### Information shown
//! Flipbook reader: a terminal host for the comic reader.
//!
//! Reads commands from stdin, delivers timer tickets from the runtime, and
//! prints every effect the reader produces.

pub mod config;
pub mod console;
pub mod error;
pub mod timers;

use flipbook_core::scheduler::TimerTicket;
use flipbook_narrative::application::effects::Collaborators;
use flipbook_narrative::application::reader::Reader;
use tokio::io::{AsyncBufRead, AsyncBufReadExt, BufReader};
use tokio::sync::mpsc::{self, UnboundedReceiver};
use tracing::{info, warn};

use crate::config::ReaderConfig;
use crate::console::{Command, ConsoleRenderer, parse_command};
use crate::error::AppError;
use crate::timers::TokioScheduler;

/// Runs a reader on stdin and stdout until the reader quits or input ends.
///
/// # Errors
///
/// Returns `AppError` if the comic cannot be loaded or the console fails.
pub async fn run(config: ReaderConfig) -> Result<(), AppError> {
    let comic = config.load_comic()?;
    let (tx, mut timers) = mpsc::unbounded_channel();

    let mut renderer = ConsoleRenderer::new(std::io::stdout(), config.output);
    let mut audio = config.audio_player(std::io::stdout());
    let mut scheduler = TokioScheduler::new(tx);
    let mut rng = config.rng();
    renderer.announce(&comic.title)?;

    let mut reader = Reader::new(comic, config.intro);
    let mut c = Collaborators {
        renderer: &mut renderer,
        audio: &mut audio,
        scheduler: &mut scheduler,
        rng: &mut rng,
    };
    reader.start(&mut c);
    info!(mode = ?reader.mode(), "reader started");

    let stdin = BufReader::new(tokio::io::stdin());
    drive(&mut reader, stdin, &mut c, &mut timers).await
}

/// Feeds console lines and fired timers into the reader until `quit` or the
/// end of input.
///
/// # Errors
///
/// Returns `AppError::Io` if reading a line fails.
pub async fn drive<I>(
    reader: &mut Reader,
    input: I,
    c: &mut Collaborators<'_>,
    timers: &mut UnboundedReceiver<TimerTicket>,
) -> Result<(), AppError>
where
    I: AsyncBufRead + Unpin,
{
    let mut lines = input.lines();
    loop {
        tokio::select! {
            line = lines.next_line() => {
                let Some(line) = line? else {
                    info!("input closed");
                    break;
                };
                match parse_command(&line) {
                    Some(Command::Quit) => {
                        info!("reader quit");
                        break;
                    }
                    // Rejected inputs are logged by the reader and otherwise ignored.
                    Some(Command::Input(input)) => {
                        let _ = reader.handle_input(input, c);
                    }
                    None => warn!(command = line.trim(), "unknown command"),
                }
            }
            Some(ticket) = timers.recv() => reader.handle_timer(ticket, c),
        }
    }
    Ok(())
}

#[cfg(test)]
mod tests {
    use flipbook_core::id::NodeId;
    use flipbook_core::input::ReaderInput;
    use flipbook_narrative::domain::manifest::Comic;
    use flipbook_test_support::{ManualScheduler, MockRng, RecordingAudio, RecordingRenderer};
    use tokio::io::AsyncWriteExt;

    use super::*;

    #[tokio::test]
    async fn test_drive_stops_at_quit_and_leaves_flip_pending() {
        // Arrange
        let mut renderer = RecordingRenderer::default();
        let mut audio = RecordingAudio::default();
        let mut scheduler = ManualScheduler::default();
        let mut rng = MockRng;
        let mut c = Collaborators {
            renderer: &mut renderer,
            audio: &mut audio,
            scheduler: &mut scheduler,
            rng: &mut rng,
        };
        let mut reader = Reader::new(Comic::walrus().unwrap(), false);
        reader.start(&mut c);
        let (_tx, mut timers) = mpsc::unbounded_channel();
        let input: &[u8] = b"dance\nnext\nnext\nquit\nprev\n";

        // Act
        let result = drive(&mut reader, input, &mut c, &mut timers).await;

        // Assert
        assert!(result.is_ok());
        assert!(reader.session().is_locked());
        assert_eq!(reader.session().current(), &NodeId::from("1"));
        assert_eq!(scheduler.pending(), 1);
    }

    #[tokio::test]
    async fn test_drive_delivers_fired_timers() {
        // Arrange
        let mut renderer = RecordingRenderer::default();
        let mut audio = RecordingAudio::default();
        let mut scheduler = ManualScheduler::default();
        let mut rng = MockRng;
        let mut reader = Reader::new(Comic::walrus().unwrap(), false);
        {
            let mut c = Collaborators {
                renderer: &mut renderer,
                audio: &mut audio,
                scheduler: &mut scheduler,
                rng: &mut rng,
            };
            reader.start(&mut c);
            reader
                .handle_input(ReaderInput::NextRequested, &mut c)
                .unwrap();
        }
        let (_, ticket) = scheduler.fire_next().unwrap();
        let (tx, mut timers) = mpsc::unbounded_channel();
        tx.send(ticket).unwrap();
        drop(tx);
        let (mut writer, input) = tokio::io::duplex(64);
        let mut c = Collaborators {
            renderer: &mut renderer,
            audio: &mut audio,
            scheduler: &mut scheduler,
            rng: &mut rng,
        };

        // Act
        let driving = drive(&mut reader, BufReader::new(input), &mut c, &mut timers);
        let feeding = async {
            tokio::task::yield_now().await;
            writer.write_all(b"quit\n").await.unwrap();
        };
        let (result, ()) = tokio::join!(driving, feeding);

        // Assert
        assert!(result.is_ok());
        assert_eq!(reader.session().current(), &NodeId::from("2"));
        assert!(!reader.session().is_locked());
    }
}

### Instructions to follow
The records above need to be retyped in full, exactly as given.

### Finished exercise
//! Flipbook reader: a terminal host for the comic reader.
//!
//! Reads commands from stdin, delivers timer tickets from the runtime, and
//! prints every effect the reader produces.

pub mod config;
pub mod console;
pub mod error;
pub mod timers;

use flipbook_core::scheduler::TimerTicket;
use flipbook_narrative::application::effects::Collaborators;
use flipbook_narrative::application::reader::Reader;
use tokio::io::{AsyncBufRead, AsyncBufReadExt, BufReader};
use tokio::sync::mpsc::{self, UnboundedReceiver};
use tracing::{info, warn};

use crate::config::ReaderConfig;
use crate::console::{Command, ConsoleRenderer, parse_command};
use crate::error::AppError;
use crate::timers::TokioScheduler;

/// Runs a reader on stdin and stdout until the reader quits or input ends.
///
/// # Errors
///
/// Returns `AppError` if the comic cannot be loaded or the console fails.
pub async fn run(config: ReaderConfig) -> Result<(), AppError> {
    let comic = config.load_comic()?;
    let (tx, mut timers) = mpsc::unbounded_channel();

    let mut renderer = ConsoleRenderer::new(std::io::stdout(), config.output);
    let mut audio = config.audio_player(std::io::stdout());
    let mut scheduler = TokioScheduler::new(tx);
    let mut rng = config.rng();
    renderer.announce(&comic.title)?;

    let mut reader = Reader::new(comic, config.intro);
    let mut c = Collaborators {
        renderer: &mut renderer,
        audio: &mut audio,
        scheduler: &mut scheduler,
        rng: &mut rng,
    };
    reader.start(&mut c);
    info!(mode = ?reader.mode(), "reader started");

    let stdin = BufReader::new(tokio::io::stdin());
    drive(&mut reader, stdin, &mut c, &mut timers).await
}

/// Feeds console lines and fired timers into the reader until `quit` or the
/// end of input.
///
/// # Errors
///
/// Returns `AppError::Io` if reading a line fails.
pub async fn drive<I>(
    reader: &mut Reader,
    input: I,
    c: &mut Collaborators<'_>,
    timers: &mut UnboundedReceiver<TimerTicket>,
) -> Result<(), AppError>
where
    I: AsyncBufRead + Unpin,
{
    let mut lines = input.lines();
    loop {
        tokio::select! {
            line = lines.next_line() => {
                let Some(line) = line? else {
                    info!("input closed");
                    break;
                };
                match parse_command(&line) {
                    Some(Command::Quit) => {
                        info!("reader quit");
                        break;
                    }
                    // Rejected inputs are logged by the reader and otherwise ignored.
                    Some(Command::Input(input)) => {
                        let _ = reader.handle_input(input, c);
                    }
                    None => warn!(command = line.trim(), "unknown command"),
                }
            }
            Some(ticket) = timers.recv() => reader.handle_timer(ticket, c),
        }
    }
    Ok(())
}

#[cfg(test)]
mod tests {
    use flipbook_core::id::NodeId;
    use flipbook_core::input::ReaderInput;
    use flipbook_narrative::domain::manifest::Comic;
    use flipbook_test_support::{ManualScheduler, MockRng, RecordingAudio, RecordingRenderer};
    use tokio::io::AsyncWriteExt;

    use super::*;

    #[tokio::test]
    async fn test_drive_stops_at_quit_and_leaves_flip_pending() {
        // Arrange
        let mut renderer = RecordingRenderer::default();
        let mut audio = RecordingAudio::default();
        let mut scheduler = ManualScheduler::default();
        let mut rng = MockRng;
        let mut c = Collaborators {
            renderer: &mut renderer,
            audio: &mut audio,
            scheduler: &mut scheduler,
            rng: &mut rng,
        };
        let mut reader = Reader::new(Comic::walrus().unwrap(), false);
        reader.start(&mut c);
        let (_tx, mut timers) = mpsc::unbounded_channel();
        let input: &[u8] = b"dance\nnext\nnext\nquit\nprev\n";

        // Act
        let result = drive(&mut reader, input, &mut c, &mut timers).await;

        // Assert
        assert!(result.is_ok());
        assert!(reader.session().is_locked());
        assert_eq!(reader.session().current(), &NodeId::from("1"));
        assert_eq!(scheduler.pending(), 1);
    }

    #[tokio::test]
    async fn test_drive_delivers_fired_timers() {
        // Arrange
        let mut renderer = RecordingRenderer::default();
        let mut audio = RecordingAudio::default();
        let mut scheduler = ManualScheduler::default();
        let mut rng = MockRng;
        let mut reader = Reader::new(Comic::walrus().unwrap(), false);
        {
            let mut c = Collaborators {
                renderer: &mut renderer,
                audio: &mut audio,
                scheduler: &mut scheduler,
                rng: &mut rng,
            };
            reader.start(&mut c);
            reader
                .handle_input(ReaderInput::NextRequested, &mut c)
                .unwrap();
        }
        let (_, ticket) = scheduler.fire_next().unwrap();
        let (tx, mut timers) = mpsc::unbounded_channel();
        tx.send(ticket).unwrap();
        drop(tx);
        let (mut writer, input) = tokio::io::duplex(64);
        let mut c = Collaborators {
            renderer: &mut renderer,
            audio: &mut audio,
            scheduler: &mut scheduler,
            rng: &mut rng,
        };

        // Act
        let driving = drive(&mut reader, BufReader::new(input), &mut c, &mut timers);
        let feeding = async {
            tokio::task::yield_now().await;
            writer.write_all(b"quit\n").await.unwrap();
        };
        let (result, ()) = tokio::join!(driving, feeding);

        // Assert
        assert!(result.is_ok());
        assert_eq!(reader.session().current(), &NodeId::from("2"));
        assert!(!reader.session().is_locked());
    }
}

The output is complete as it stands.